Sortie nocturne.

Publié le par The Show

Bon allez, c'est l'heure.
AKH "la face B" pour l'ambiance le temps que j'me fringue.
Deux bombes, une noire une blanche et un marqueur "artisanal" bien bourrin.
Fat caps, mouchoirs au cas où, pas d'papiers, pas d'portable..
Capuche en place, regard "scanner" activé, tous les sens en alerte.

C'est parti, un seul tour de serrure et les clefs dans une poche bien fermée, la rue est déserte, je suis sur le terrain..
D'abord s'écarter un peu de son quartier, direction le centre.

Analyser en attendant la fréquence du traffic : voiture, ennemi numéro un, piéton, ennemi numéro deux. Les flics viennent après les vigiles, et ne pas oublier les proprios..
Ojectif principal : rentrer chez soi indemne ; ojectif secondaire : enrager les rageux  et faire kiffer les frères.

Se laisser bercer par les bruits de la nuit, trouver le rythme et se poser sans accrocs "sur le beat". Une fois qu'on a chopé le rythme on peut commencer à tout niquer.

Bien choisir son arme, grimper, sauter, faire des tours et des détours, ne pas hésiter à faire demi-tour, et garder une dose de spontanéïté.
Toujours penser à la fuite, se planquer, courir aussi vite que tu peux, attendre, avoir une carte en tête et dans la poche, savoir s'arreter au bon moment..

Ne pas oublier que si tu cherches à tout prix la face A, "c'est sur la face B que le HipHop prend de l'ampleur", et que tu ne fais que poursuivre le travail des nombreux martyrs du mouvement que tu représentes.
Enfin avoir la foi, croire en toi et rester fidèle à ton discours.

Ouais c'est une guerre si tu veux, mais les combattants sont furtifs et solitaires et l'ennemi se trouve dans la tête du peuple..
"Chacun son camp" dirait Oxmo.
Keep it real, keep it fresh..



***


Ca fait des heures que je tourne.
Ils se sont mal garé ce soir les mecs du marché.
Des heures que je cherche un camtar.

Enfin je trouve quelque chose d'interessant. J'hésite.
Déja peint mais bien toyé.. Et y'a pas mal de caisses qui passent.

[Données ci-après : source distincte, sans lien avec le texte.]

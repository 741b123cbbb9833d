#![allow(clippy::float_cmp)]

use super::*;
use crate::error::EngineError;
use crate::scene::{Color, Primitive, PrimitiveId, Scene};
use crate::surface::Point2D;

/// Records draw calls instead of touching a graphics context.
#[derive(Debug, Default)]
struct RecordingRenderer {
    calls: Vec<Call>,
}

#[derive(Debug, Clone, PartialEq)]
enum Call {
    Draw {
        id: PrimitiveId,
        vertex_count: usize,
        color: Color,
        topology: Topology,
        point_size: Option<f64>,
    },
    DrawImmediate {
        vertex_count: usize,
        color: Color,
        topology: Topology,
    },
    ClearFrame,
}

impl Renderer for RecordingRenderer {
    fn draw(
        &mut self,
        id: PrimitiveId,
        vertices: &[Point2D],
        color: Color,
        topology: Topology,
        point_size: Option<f64>,
    ) -> Result<(), EngineError> {
        self.calls.push(Call::Draw {
            id,
            vertex_count: vertices.len(),
            color,
            topology,
            point_size,
        });
        Ok(())
    }

    fn draw_immediate(
        &mut self,
        vertices: &[Point2D],
        color: Color,
        topology: Topology,
    ) -> Result<(), EngineError> {
        self.calls.push(Call::DrawImmediate {
            vertex_count: vertices.len(),
            color,
            topology,
        });
        Ok(())
    }

    fn clear_frame(&mut self) {
        self.calls.push(Call::ClearFrame);
    }
}

fn white() -> Color {
    Color::opaque(1.0, 1.0, 1.0)
}

fn origin() -> Point2D {
    Point2D::new(0.0, 0.0)
}

// =============================================================
// render_primitive dispatch
// =============================================================

#[test]
fn point_draws_one_vertex_as_points_with_size() {
    let mut renderer = RecordingRenderer::default();
    let p = Primitive::point(Point2D::new(0.5, 0.5), white(), 10.0);
    render_primitive(&mut renderer, &p).unwrap();

    assert_eq!(
        renderer.calls,
        vec![Call::Draw {
            id: p.id,
            vertex_count: 1,
            color: white(),
            topology: Topology::Points,
            point_size: Some(10.0),
        }]
    );
}

#[test]
fn triangle_draws_three_vertices_as_triangle_list() {
    let mut renderer = RecordingRenderer::default();
    let p = Primitive::triangle(origin(), 0.1, white());
    render_primitive(&mut renderer, &p).unwrap();

    match &renderer.calls[..] {
        [Call::Draw { vertex_count, topology, point_size, .. }] => {
            assert_eq!(*vertex_count, 3);
            assert_eq!(*topology, Topology::TriangleList);
            assert_eq!(*point_size, None);
        }
        other => panic!("unexpected calls: {other:?}"),
    }
}

#[test]
fn circle_draws_fan_of_segments_plus_two() {
    let mut renderer = RecordingRenderer::default();
    let p = Primitive::circle(origin(), 0.2, white(), 16);
    render_primitive(&mut renderer, &p).unwrap();

    match &renderer.calls[..] {
        [Call::Draw { vertex_count, topology, point_size, .. }] => {
            assert_eq!(*vertex_count, 18);
            assert_eq!(*topology, Topology::TriangleFan);
            assert_eq!(*point_size, None);
        }
        other => panic!("unexpected calls: {other:?}"),
    }
}

#[test]
fn draw_carries_the_primitive_color() {
    let mut renderer = RecordingRenderer::default();
    let color = Color::opaque(0.2, 0.4, 0.6);
    let p = Primitive::circle(origin(), 0.2, color, 8);
    render_primitive(&mut renderer, &p).unwrap();

    match &renderer.calls[..] {
        [Call::Draw { color: drawn, .. }] => assert_eq!(*drawn, color),
        other => panic!("unexpected calls: {other:?}"),
    }
}

// =============================================================
// redraw_scene
// =============================================================

#[test]
fn redraw_clears_frame_first() {
    let mut renderer = RecordingRenderer::default();
    let mut scene = Scene::new();
    scene.append(Primitive::point(origin(), white(), 5.0));

    redraw_scene(&mut renderer, &scene).unwrap();
    assert_eq!(renderer.calls[0], Call::ClearFrame);
    assert_eq!(renderer.calls.len(), 2);
}

#[test]
fn redraw_of_empty_scene_only_clears() {
    let mut renderer = RecordingRenderer::default();
    let scene = Scene::new();

    redraw_scene(&mut renderer, &scene).unwrap();
    assert_eq!(renderer.calls, vec![Call::ClearFrame]);
}

#[test]
fn redraw_draws_in_insertion_order() {
    let mut renderer = RecordingRenderer::default();
    let mut scene = Scene::new();
    let first = scene.append(Primitive::point(origin(), white(), 1.0));
    let second = scene.append(Primitive::triangle(origin(), 0.1, white()));
    let third = scene.append(Primitive::circle(origin(), 0.1, white(), 8));

    redraw_scene(&mut renderer, &scene).unwrap();

    let drawn_ids: Vec<PrimitiveId> = renderer
        .calls
        .iter()
        .filter_map(|c| match c {
            Call::Draw { id, .. } => Some(*id),
            _ => None,
        })
        .collect();
    assert_eq!(drawn_ids, vec![first, second, third]);
}

// =============================================================
// Topology
// =============================================================

#[test]
fn topology_equality() {
    assert_eq!(Topology::Points, Topology::Points);
    assert_ne!(Topology::TriangleList, Topology::TriangleFan);
}

#[test]
fn topology_maps_to_gl_modes() {
    assert_eq!(gl_mode(Topology::Points), WebGlRenderingContext::POINTS);
    assert_eq!(gl_mode(Topology::TriangleList), WebGlRenderingContext::TRIANGLES);
    assert_eq!(gl_mode(Topology::TriangleFan), WebGlRenderingContext::TRIANGLE_FAN);
}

Ca se calme un peu, j'me décide.

Je trace une lettre, je remplis, et j'entends une voiture approcher.
J'range ma bombe, m'écarte un peu et me pose sur un banc un peu plus loin.
La voiture passe, c'est les chmits. Ils ont pas l'air de me calculer,
mais leurs phares balayent le camtar à moitié peint.
Ils s'éloignent.

J'attends un peu. J'me dit qu'ils m'ont p'tet cramé et qu'ils vont
revenir en scred ou appeller la bac..
Quelques minutes après ils repassent dans l'autre sens, cette fois la voiture ralentit
un peu en passant devant moi et un des flics me dévisage façon "regarde tes pompes".

J'essaye d'avoir l'air détendu et ne soutiens pas le regard.
Faut savoir leur faire plaisir à ces enculés, tout frustrés qu'ils sont.
Je tiens pas à me faire controler les mains pleines de chrome.
Je m'apprete à cavaler, mais la gova ne s'arrette pas et se barre.

Là j'me dit bon, si tu veux finir ton camion c'est maintenant ou jamais.
Je saute presque dessus, trace comme un exité, remplit comme un bourrin, et fais les contours en mode "putain c'est trop bon".. Outline, ptites fioritures dans l'fond histoire de remplir tout l'espace, y reste plus qu'a signer et.. merde, une autre gova.

J'fait le tour du camion en espérant n'être pas vu. J'entends la voiture s'arreter
mais pas de bruits de portières. Putain qu'est-ce qui foutent? C'est peut-être pas les chtars..
Mais j'suis con, y'a un feu au carrefour! Je décide de faire le touriste, enlève ma capuche et traverse la rue.
La voiture et bien arretée au feu, mais c'est la bac! Ils me regardent encore plus mal que leurs collègues mais ne bronchent pas et redémarrent quand j'arrive sur l'autre trottoir.

Bordel j'aurais bien galéré! Je fais le tour du paté de maison, repasse devant mon
camtar, le signe et rentre me coucher. Il m'aura tenu par tripes presque une heure pour quelques minutes de peinture seulement et un résultat bien crade! Le jour se lève et je suis satisfait de ma nuit.